Deif, 58 tahun, jarang berbicara dan tidak pernah muncul di depan umum. Jadi ketika saluran TV Hamas mengumumkan bahwa ia akan berbicara pada hari itu, warga Palestina tahu bahwa sesuatu yang penting sedang terjadi.
"Hari ini kemarahan Al Aqsa, kemarahan rakyat dan bangsa kita meledak. Para mujahidin (pejuang) kami, hari ini adalah hari kalian untuk membuat penjahat ini mengerti bahwa waktunya telah berakhir," kata Deif dalam rekaman tersebut.
Amerika Serikat dan negara-negara Barat lainnya menetapkan Hamas – yang bersumpah untuk menghancurkan Israel - sebagai organisasi teroris.
Sumber yang dekat dengan Hamas mengatakan bahwa keputusan untuk mempersiapkan serangan 7 Oktober diambil bersama oleh Deif, yang memimpin sayap bersenjata Hamas, yang dikenal sebagai Brigade Al Qassam, dan Sinwar, tetapi jelas Deif adalah arsiteknya.
"Ada dua otak, tapi ada satu dalang," kata sumber itu, seraya menambahkan bahwa informasi tentang operasi itu hanya diketahui oleh segelintir pemimpin Hamas.
Sebuah sumber keamanan Israel mengatakan bahwa Deif terlibat langsung dalam perencanaan dan aspek operasional serangan tersebut.
Rencana yang disusun oleh Deif melibatkan upaya tipu muslihat yang berkepanjangan.
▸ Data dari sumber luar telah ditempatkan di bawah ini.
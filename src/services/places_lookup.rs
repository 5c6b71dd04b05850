// src/services/places_lookup.rs
// DOCUMENTATION: Cached front for the Places API
// PURPOSE: One network call per query per freshness window, counted for quota tracking

use crate::errors::TripError;
use crate::models::Coordinates;
use crate::services::cache::{CacheStats, Sweepable, TtlCache};
use crate::services::google_places_client::{NearbyPlace, PlaceSearch, TextSearchResponse};
use crate::services::usage::{ApiCall, ApiUsageMonitor};
use async_trait::async_trait;
use governor::{DefaultDirectRateLimiter, Quota, RateLimiter};
use std::num::NonZeroU32;
use std::sync::Arc;
use std::time::Duration;

/// Places Lookup Client
/// DOCUMENTATION: Constructed once at startup and shared. Caches full text-search
/// responses keyed by the exact query string; failures are returned to the caller
/// and never cached or retried.
pub struct PlacesLookupClient {
    search: Arc<dyn PlaceSearch>,
    responses: TtlCache<Arc<TextSearchResponse>>,
    photo_urls: TtlCache<String>,
    nearby: TtlCache<Arc<Vec<NearbyPlace>>>,
    usage: Arc<ApiUsageMonitor>,
    limiter: Option<DefaultDirectRateLimiter>,
}

impl PlacesLookupClient {
    pub fn new(search: Arc<dyn PlaceSearch>, usage: Arc<ApiUsageMonitor>, ttl: Duration) -> Self {
        Self {
            search,
            responses: TtlCache::new("place-details", ttl),
            photo_urls: TtlCache::new("place-photos", ttl),
            nearby: TtlCache::new("nearby-search", ttl),
            usage,
            limiter: None,
        }
    }

    /// Pace outbound calls; queued callers wait instead of failing
    pub fn with_rate_limit(mut self, requests_per_second: u32) -> Self {
        let per_second = NonZeroU32::new(requests_per_second).unwrap_or(NonZeroU32::MIN);
        self.limiter = Some(RateLimiter::direct(Quota::per_second(per_second)));
        self
    }

    /// Pace and count a call that is about to go out
    async fn before_network_call(&self, call: ApiCall) -> Result<(), TripError> {
        if !self.search.is_configured() {
            return Err(TripError::ExternalApiError(
                "Google Places API key not configured".to_string(),
            ));
        }
        if let Some(limiter) = &self.limiter {
            limiter.until_ready().await;
        }
        self.usage.track_request(call);
        Ok(())
    }

    /// Fresh cached response for a query, without touching the network
    pub async fn cached(&self, text_query: &str) -> Option<Arc<TextSearchResponse>> {
        self.responses.get(text_query).await
    }

    /// Text search through the cache
    pub async fn lookup(&self, text_query: &str) -> Result<Arc<TextSearchResponse>, TripError> {
        if let Some(hit) = self.responses.get(text_query).await {
            return Ok(hit);
        }

        self.before_network_call(ApiCall::PlaceDetails).await?;
        let response = Arc::new(self.search.search_text(text_query).await?);
        self.responses
            .set(text_query.to_string(), response.clone())
            .await;
        Ok(response)
    }

    /// Media URL for a photo reference, memoized per reference
    pub async fn photo_url(&self, photo_name: &str) -> String {
        if let Some(url) = self.photo_urls.get(photo_name).await {
            return url;
        }

        self.usage.track_request(ApiCall::PlacePhotos);
        let url = self.search.photo_media_url(photo_name);
        self.photo_urls.set(photo_name.to_string(), url.clone()).await;
        url
    }

    /// Nearby search through the cache, keyed by the rounded center
    pub async fn nearby(
        &self,
        center: Coordinates,
        radius_m: u32,
        place_type: &str,
    ) -> Result<Arc<Vec<NearbyPlace>>, TripError> {
        let key = TtlCache::<()>::point_key(place_type, center.lat, center.lng, radius_m);
        if let Some(hit) = self.nearby.get(&key).await {
            return Ok(hit);
        }

        self.before_network_call(ApiCall::NearbySearch).await?;
        let results = Arc::new(self.search.nearby_search(center, radius_m, place_type).await?);
        self.nearby.set(key, results.clone()).await;
        Ok(results)
    }

    pub fn usage(&self) -> &ApiUsageMonitor {
        &self.usage
    }

    pub async fn cache_stats(&self) -> Vec<CacheStats> {
        vec![
            self.responses.stats().await,
            self.photo_urls.stats().await,
            self.nearby.stats().await,
        ]
    }

    pub async fn clear(&self) {
        self.responses.clear().await;
        self.photo_urls.clear().await;
        self.nearby.clear().await;
    }
}

#[async_trait]
impl Sweepable for PlacesLookupClient {
    async fn sweep(&self) {
        self.responses.cleanup().await;
        self.photo_urls.cleanup().await;
        self.nearby.cleanup().await;
    }
}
Israel dituntun untuk percaya bahwa Hamas, sekutu musuh bebuyutan Israel, Iran, tidak tertarik untuk melancarkan konflik dan justru berfokus pada pembangunan ekonomi di Gaza, tempat Hamas mengambil alih kekuasaan pada 2007.
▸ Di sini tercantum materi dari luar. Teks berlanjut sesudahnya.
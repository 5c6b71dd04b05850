// src/services/notes.rs
// DOCUMENTATION: Travel notes and checklist items
// PURPOSE: List / add / edit / toggle / delete, persisted as the trip's `travelNotes`

use crate::db::TripStore;
use crate::errors::TripError;
use crate::models::{CreateNoteRequest, TravelNote, UpdateNoteRequest};
use crate::services::sessions::TripSessions;
use serde_json::Map;
use std::sync::Arc;
use tokio::sync::Mutex;

pub struct NotesService {
    store: Arc<dyn TripStore>,
    sessions: Arc<TripSessions>,
    /// Serializes read-modify-write of note lists
    write_lock: Mutex<()>,
}

impl NotesService {
    pub fn new(store: Arc<dyn TripStore>, sessions: Arc<TripSessions>) -> Self {
        Self {
            store,
            sessions,
            write_lock: Mutex::new(()),
        }
    }

    async fn current_notes(&self, trip_id: &str) -> Result<Vec<TravelNote>, TripError> {
        self.sessions
            .load(self.store.as_ref(), trip_id)
            .await?
            .map(|trip| trip.travel_notes)
            .ok_or_else(|| TripError::NotFound(format!("Trip {} not found", trip_id)))
    }

    /// Persist first; the session only changes once the store accepted the list
    async fn save(&self, trip_id: &str, notes: Vec<TravelNote>) -> Result<(), TripError> {
        let encoded = serde_json::to_value(&notes)
            .map_err(|e| TripError::InvalidInput(format!("Notes cannot be serialized: {}", e)))?;
        let mut fields = Map::new();
        fields.insert("travelNotes".to_string(), encoded);
        self.store.update_trip_fields(trip_id, fields).await?;

        self.sessions
            .modify(trip_id, |trip| trip.travel_notes = notes)
            .await;
        Ok(())
    }

    pub async fn list(&self, trip_id: &str) -> Result<Vec<TravelNote>, TripError> {
        self.current_notes(trip_id).await
    }

    pub async fn add(&self, trip_id: &str, req: &CreateNoteRequest) -> Result<TravelNote, TripError> {
        let text = req.text.trim();
        if text.is_empty() {
            return Err(TripError::ValidationError("Note text is empty".to_string()));
        }

        let _guard = self.write_lock.lock().await;
        let mut notes = self.current_notes(trip_id).await?;
        let note = TravelNote::new(text, req.is_checklist);
        notes.push(note.clone());
        self.save(trip_id, notes).await?;

        log::info!("Added note {} to trip {}", note.id, trip_id);
        Ok(note)
    }

    /// Edit text and/or set completed / checklist flags
    pub async fn update(
        &self,
        trip_id: &str,
        note_id: &str,
        req: &UpdateNoteRequest,
    ) -> Result<TravelNote, TripError> {
        let _guard = self.write_lock.lock().await;
        let mut notes = self.current_notes(trip_id).await?;
        let note = notes
            .iter_mut()
            .find(|n| n.id == note_id)
            .ok_or_else(|| TripError::NotFound(format!("Note {} not found", note_id)))?;

        if let Some(text) = req.text.as_deref().map(str::trim) {
            if text.is_empty() {
                return Err(TripError::ValidationError("Note text is empty".to_string()));
            }
            note.text = text.to_string();
        }
        if let Some(completed) = req.completed {
            note.completed = completed;
        }
        if let Some(is_checklist) = req.is_checklist {
            note.is_checklist = is_checklist;
        }

        let updated = note.clone();
        self.save(trip_id, notes).await?;
        Ok(updated)
    }

    pub async fn delete(&self, trip_id: &str, note_id: &str) -> Result<(), TripError> {
        let _guard = self.write_lock.lock().await;
        let mut notes = self.current_notes(trip_id).await?;
        let before = notes.len();
        notes.retain(|n| n.id != note_id);
        if notes.len() == before {
            return Err(TripError::NotFound(format!("Note {} not found", note_id)));
        }
        self.save(trip_id, notes).await?;
        log::info!("Deleted note {} from trip {}", note_id, trip_id);
        Ok(())
    }
}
Namun ketika Israel mulai memberikan insentif ekonomi kepada para pekerja di Gaza, para pejuang kelompok tersebut dilatih dan dilatih, seringkali di depan mata militer Israel, kata sumber yang dekat dengan Hamas itu.
Berbicara dengan suara tenang, Deif mengatakan dalam rekamannya bahwa Hamas telah berulang kali memperingatkan Israel untuk menghentikan kejahatannya terhadap warga Palestina, membebaskan para tahanan dan menghentikan perampasan tanah Palestina.
"Mengingat pesta gila-gilaan pendudukan dan pembangkangan mereka terhadap hukum dan resolusi internasional, dan mengingat dukungan Amerika dan Barat serta kebungkaman internasional, kami memutuskan untuk mengakhiri semua ini," katanya.